Compared Terraform state files between successful and failed runs.
Analyzed the S3 bucket used for remote state storage.
Reviewed recent changes to the CI/CD pipeline configuration.
Tested Terraform operations with different concurrency settings.
Root Cause:
Multiple CI/CD jobs were running simultaneously and accessing the same Terraform state without proper locking.
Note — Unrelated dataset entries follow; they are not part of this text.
//! Typed messages accepted and produced by the tutor.
//!
//! Each request carries exactly one string subject and every reply travels
//! back as an [`AIResponse`]. The [`Model`] trait ties a message type to the
//! schema name used when it is wrapped in an envelope.

use serde::{Deserialize, Serialize, de::DeserializeOwned};
use std::fmt;
use utoipa::ToSchema;

/// A message type that can be carried inside an envelope.
pub trait Model: Serialize + DeserializeOwned {
    /// Name written to the envelope `schema` field.
    const SCHEMA: &'static str;
}

#[derive(Serialize, Deserialize, ToSchema, Debug, Clone, PartialEq)]
pub struct CurriculumRequest {
    #[schema(example = "machine learning")]
    pub topic: String,
}

#[derive(Serialize, Deserialize, ToSchema, Debug, Clone, PartialEq)]
pub struct SocraticRequest {
    #[schema(example = "recursion")]
    pub concept: String,
}

#[derive(Serialize, Deserialize, ToSchema, Debug, Clone, PartialEq)]
pub struct QuizRequest {
    #[schema(example = "python basics")]
    pub topic: String,
}

#[derive(Serialize, Deserialize, ToSchema, Debug, Clone, PartialEq)]
pub struct ProjectRequest {
    #[schema(example = "web scraping")]
    pub topic: String,
}

/// Uniform reply for every direct request.
#[derive(Serialize, Deserialize, ToSchema, Debug, Clone, PartialEq)]
pub struct AIResponse {
    pub response: String,
}

impl Model for CurriculumRequest {
    const SCHEMA: &'static str = "CurriculumRequest";
}

impl Model for SocraticRequest {
    const SCHEMA: &'static str = "SocraticRequest";
}

impl Model for QuizRequest {
    const SCHEMA: &'static str = "QuizRequest";
}

impl Model for ProjectRequest {
    const SCHEMA: &'static str = "ProjectRequest";
}

impl Model for AIResponse {
    const SCHEMA: &'static str = "AIResponse";
}

/// The four kinds of tutoring work the agent performs.
#[derive(Debug, Clone, Copy, PartialEq, Eq, Hash)]
pub enum RequestKind {
    Curriculum,
    Socratic,
    Quiz,
    Project,
}

impl RequestKind {
    /// Whether the generated output is expected to be a JSON document.
    pub fn expects_json(self) -> bool {
        matches!(self, RequestKind::Socratic | RequestKind::Quiz)
    }
}

impl fmt::Display for RequestKind {
    fn fmt(&self, f: &mut fmt::Formatter<'_>) -> fmt::Result {
        match self {
            RequestKind::Curriculum => write!(f, "curriculum"),
            RequestKind::Socratic => write!(f, "Socratic questions"),
            RequestKind::Quiz => write!(f, "quiz"),
            RequestKind::Project => write!(f, "project"),
        }
    }
}

/// Any one of the direct requests, decoded and ready to be answered.
#[derive(Debug, Clone, PartialEq)]
pub enum TutorRequest {
    Curriculum(CurriculumRequest),
    Socratic(SocraticRequest),
    Quiz(QuizRequest),
    Project(ProjectRequest),
}

impl TutorRequest {
    pub fn new(kind: RequestKind, subject: impl Into<String>) -> Self {
        let subject = subject.into();
        match kind {
            RequestKind::Curriculum => Self::Curriculum(CurriculumRequest { topic: subject }),
            RequestKind::Socratic => Self::Socratic(SocraticRequest { concept: subject }),
            RequestKind::Quiz => Self::Quiz(QuizRequest { topic: subject }),
            RequestKind::Project => Self::Project(ProjectRequest { topic: subject }),
        }
    }

    pub fn kind(&self) -> RequestKind {
        match self {
            Self::Curriculum(_) => RequestKind::Curriculum,
            Self::Socratic(_) => RequestKind::Socratic,
            Self::Quiz(_) => RequestKind::Quiz,
            Self::Project(_) => RequestKind::Project,
        }
    }

    /// The topic or concept the request is about.
    pub fn subject(&self) -> &str {
        match self {
            Self::Curriculum(req) => &req.topic,
            Self::Socratic(req) => &req.concept,
            Self::Quiz(req) => &req.topic,
            Self::Project(req) => &req.topic,
        }
    }

    /// Name of the field holding the subject, used in validation messages.
    pub fn subject_field(&self) -> &'static str {
        match self {
            Self::Socratic(_) => "concept",
            _ => "topic",
        }
    }

    /// Decodes a request from an envelope payload.
    ///
    /// Returns `Ok(None)` when `schema` is not one of the direct request schemas.
    pub fn from_schema(
        schema: &str,
        payload: serde_json::Value,
    ) -> Result<Option<Self>, serde_json::Error> {
        let request = match schema {
            CurriculumRequest::SCHEMA => Self::Curriculum(serde_json::from_value(payload)?),
            SocraticRequest::SCHEMA => Self::Socratic(serde_json::from_value(payload)?),
            QuizRequest::SCHEMA => Self::Quiz(serde_json::from_value(payload)?),
            ProjectRequest::SCHEMA => Self::Project(serde_json::from_value(payload)?),
            _ => return Ok(None),
        };
        Ok(Some(request))
    }
}
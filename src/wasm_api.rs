use crate::error::BoardError;
use crate::session::GameSession;
use crate::view::{build_board_state, build_click_json};
use serde::Serialize;
use wasm_bindgen::prelude::*;

fn to_js<T: Serialize>(value: &T) -> Result<JsValue, JsValue> {
    let serializer = serde_wasm_bindgen::Serializer::new().serialize_maps_as_objects(true);
    value.serialize(&serializer).map_err(JsValue::from)
}

fn to_js_error(err: BoardError) -> JsValue {
    js_sys::Error::new(&err.to_string()).into()
}

#[wasm_bindgen]
pub struct Game {
    session: GameSession,
}

#[wasm_bindgen]
impl Game {
    #[wasm_bindgen(constructor)]
    pub fn new() -> Game {
        Game {
            session: GameSession::new(),
        }
    }

    pub fn get_board_state(&self) -> JsValue {
        to_js(&build_board_state(&self.session)).unwrap_or(JsValue::NULL)
    }

    /// Forward a click. Off-board coordinates throw and change nothing.
    pub fn click(&mut self, row: usize, col: usize) -> Result<JsValue, JsValue> {
        let outcome = self.session.on_square_clicked(row, col).map_err(to_js_error)?;
        to_js(&build_click_json(outcome, &self.session))
    }

    pub fn reset(&mut self) -> JsValue {
        self.session.reset();
        self.get_board_state()
    }

    pub fn build_info() -> String {
        format!(
            "{} {}",
            env!("CARGO_PKG_VERSION"),
            env!("BUILD_TIMESTAMP")
        )
    }
}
This occurred because: 1. The S3 backend was configured without DynamoDB state locking 2. The CI system was configured to allow parallel execution of the same job 3. Recent changes to the pipeline reduced job execution time, increasing the likelihood of overlapping jobs
Fix/Workaround:
• Short-term: Disabled parallel execution of infrastructure jobs:
// Jenkinsfile - Added resource lock
pipeline {
agent any
options {
// Prevent concurrent builds of the same branch
disableConcurrentBuilds()
}
stages {
stage('Checkout') {
steps {
checkout scm
}
}
stage('Terraform Init') {
steps {
sh 'terraform init'
}
}
stage('Terraform Plan') {
steps {
sh 'terraform plan -out=tfplan'
}
}
stage('Terraform Apply') {
steps {
// Use a global lock to prevent concurrent terraform operations
lock('terraform-state') {
sh 'terraform apply -auto-approve tfplan'
}
}
}
}
}
• Long-term: Implemented proper state locking with DynamoDB:
# backend.tf - Proper state configuration with locking
terraform {
backend "s3" {
bucket = "company-terraform-states"
key = "infrastructure/production/terraform.tfstate"
region = "us-west-2"
encrypt = true
dynamodb_table = "terraform-locks"
# Additional security measures
kms_key_id = "arn:aws:kms:us-west-2:123456789012:key/abcd1234-ab12-cd34-ef56-abcdef123456"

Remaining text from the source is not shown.